Ushnoye est encore un autre plat russe mystérieux sur lequel les experts culinaires se disputent encore. Nous avons décidé d’être des détectives et d’enquêter à travers les siècles de la cuisine russe.

Le célèbre lexicographe russe Vladimir Dahl l’a défini ainsi : “Ushnoye est une viande ou en fait n’importe quel type de bouillon, de ragoût ou de plat chaud à base de viande ou de poisson.” Il a ajouté la notation “ancien”. Il a également cité un très vieux dicton russe : Betterave telnoye ou navet ushnoye est la nourriture d’un avare.

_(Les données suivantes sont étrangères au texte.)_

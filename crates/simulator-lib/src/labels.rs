//! Label selector evaluation

use k8s_openapi::apimachinery::pkg::apis::meta::v1::{LabelSelector, LabelSelectorRequirement};
use std::collections::BTreeMap;
use thiserror::Error;

#[derive(Debug, Clone, PartialEq, Eq, Error)]
pub enum SelectorError {
    #[error("invalid label key {0:?}")]
    InvalidKey(String),
    #[error("{0:?} is not a valid label selector operator")]
    InvalidOperator(String),
    #[error("values for key {key:?} with operator {operator}: {reason}")]
    InvalidValues {
        key: String,
        operator: String,
        reason: &'static str,
    },
}

#[derive(Debug, Clone, Copy, PartialEq, Eq)]
enum Operator {
    In,
    NotIn,
    Exists,
    DoesNotExist,
}

#[derive(Debug, Clone, PartialEq, Eq)]
struct Requirement {
    key: String,
    operator: Operator,
    values: Vec<String>,
}

impl Requirement {
    fn matches(&self, labels: &BTreeMap<String, String>) -> bool {
        let value = labels.get(&self.key);
        match self.operator {
            Operator::In => value.is_some_and(|v| self.values.contains(v)),
            Operator::NotIn => value.map_or(true, |v| !self.values.contains(v)),
            Operator::Exists => value.is_some(),
            Operator::DoesNotExist => value.is_none(),
        }
    }
}

/// A validated label selector.
///
/// An absent selector matches nothing; an empty one matches everything.
#[derive(Debug, Clone, PartialEq, Eq)]
pub struct Selector {
    requirements: Option<Vec<Requirement>>,
}

impl Selector {
    pub fn everything() -> Self {
        Self {
            requirements: Some(Vec::new()),
        }
    }

    pub fn nothing() -> Self {
        Self { requirements: None }
    }

    /// Convert an API label selector, validating keys, operators and values
    pub fn from_label_selector(selector: Option<&LabelSelector>) -> Result<Self, SelectorError> {
        let Some(selector) = selector else {
            return Ok(Self::nothing());
        };

        let mut requirements = Vec::new();
        for (key, value) in selector.match_labels.iter().flatten() {
            validate_key(key)?;
            requirements.push(Requirement {
                key: key.clone(),
                operator: Operator::In,
                values: vec![value.clone()],
            });
        }
        for expr in selector.match_expressions.iter().flatten() {
            requirements.push(requirement_from_expression(expr)?);
        }

        Ok(Self {
            requirements: Some(requirements),
        })
    }

    pub fn matches(&self, labels: &BTreeMap<String, String>) -> bool {
        match &self.requirements {
            None => false,
            Some(reqs) => reqs.iter().all(|r| r.matches(labels)),
        }
    }

    pub fn is_empty(&self) -> bool {
        self.requirements.as_ref().is_some_and(|r| r.is_empty())
    }
}

fn requirement_from_expression(expr: &LabelSelectorRequirement) -> Result<Requirement, SelectorError> {
    validate_key(&expr.key)?;
    let values = expr.values.clone().unwrap_or_default();

    let operator = match expr.operator.as_str() {
        "In" => Operator::In,
        "NotIn" => Operator::NotIn,
        "Exists" => Operator::Exists,
        "DoesNotExist" => Operator::DoesNotExist,
        other => return Err(SelectorError::InvalidOperator(other.to_string())),
    };

    let invalid = |reason| SelectorError::InvalidValues {
        key: expr.key.clone(),
        operator: expr.operator.clone(),
        reason,
    };
    match operator {
        Operator::In | Operator::NotIn if values.is_empty() => {
            return Err(invalid("must be non-empty"));
        }
        Operator::Exists | Operator::DoesNotExist if !values.is_empty() => {
            return Err(invalid("must be empty"));
        }
        _ => {}
    }

    Ok(Requirement {
        key: expr.key.clone(),
        operator,
        values,
    })
}

fn validate_key(key: &str) -> Result<(), SelectorError> {
    let name = key.rsplit_once('/').map_or(key, |(_, name)| name);
    let valid = !name.is_empty()
        && name.len() <= 63
        && name
            .chars()
            .all(|c| c.is_ascii_alphanumeric() || matches!(c, '-' | '_' | '.'))
        && name.starts_with(|c: char| c.is_ascii_alphanumeric())
        && name.ends_with(|c: char| c.is_ascii_alphanumeric());
    if valid {
        Ok(())
    } else {
        Err(SelectorError::InvalidKey(key.to_string()))
    }
}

Il semblerait que le dicton se réfère au rapport légumes / viande dans le plat et au fait qu’il y a plus de légumes lorsque l’argent est serré ou que les stocks sont bas. Mais Dahl note parfaitement la combinaison de saveurs qui était traditionnelle pour ces plats. Vous pouvez deviner que le telnoye, un plat de poisson dont nous avons parlé ici, était autrefois servi avec des betteraves – les betteraves et le poisson se complètent à merveille – tandis que l’ushnoye était mijoté avec des navets.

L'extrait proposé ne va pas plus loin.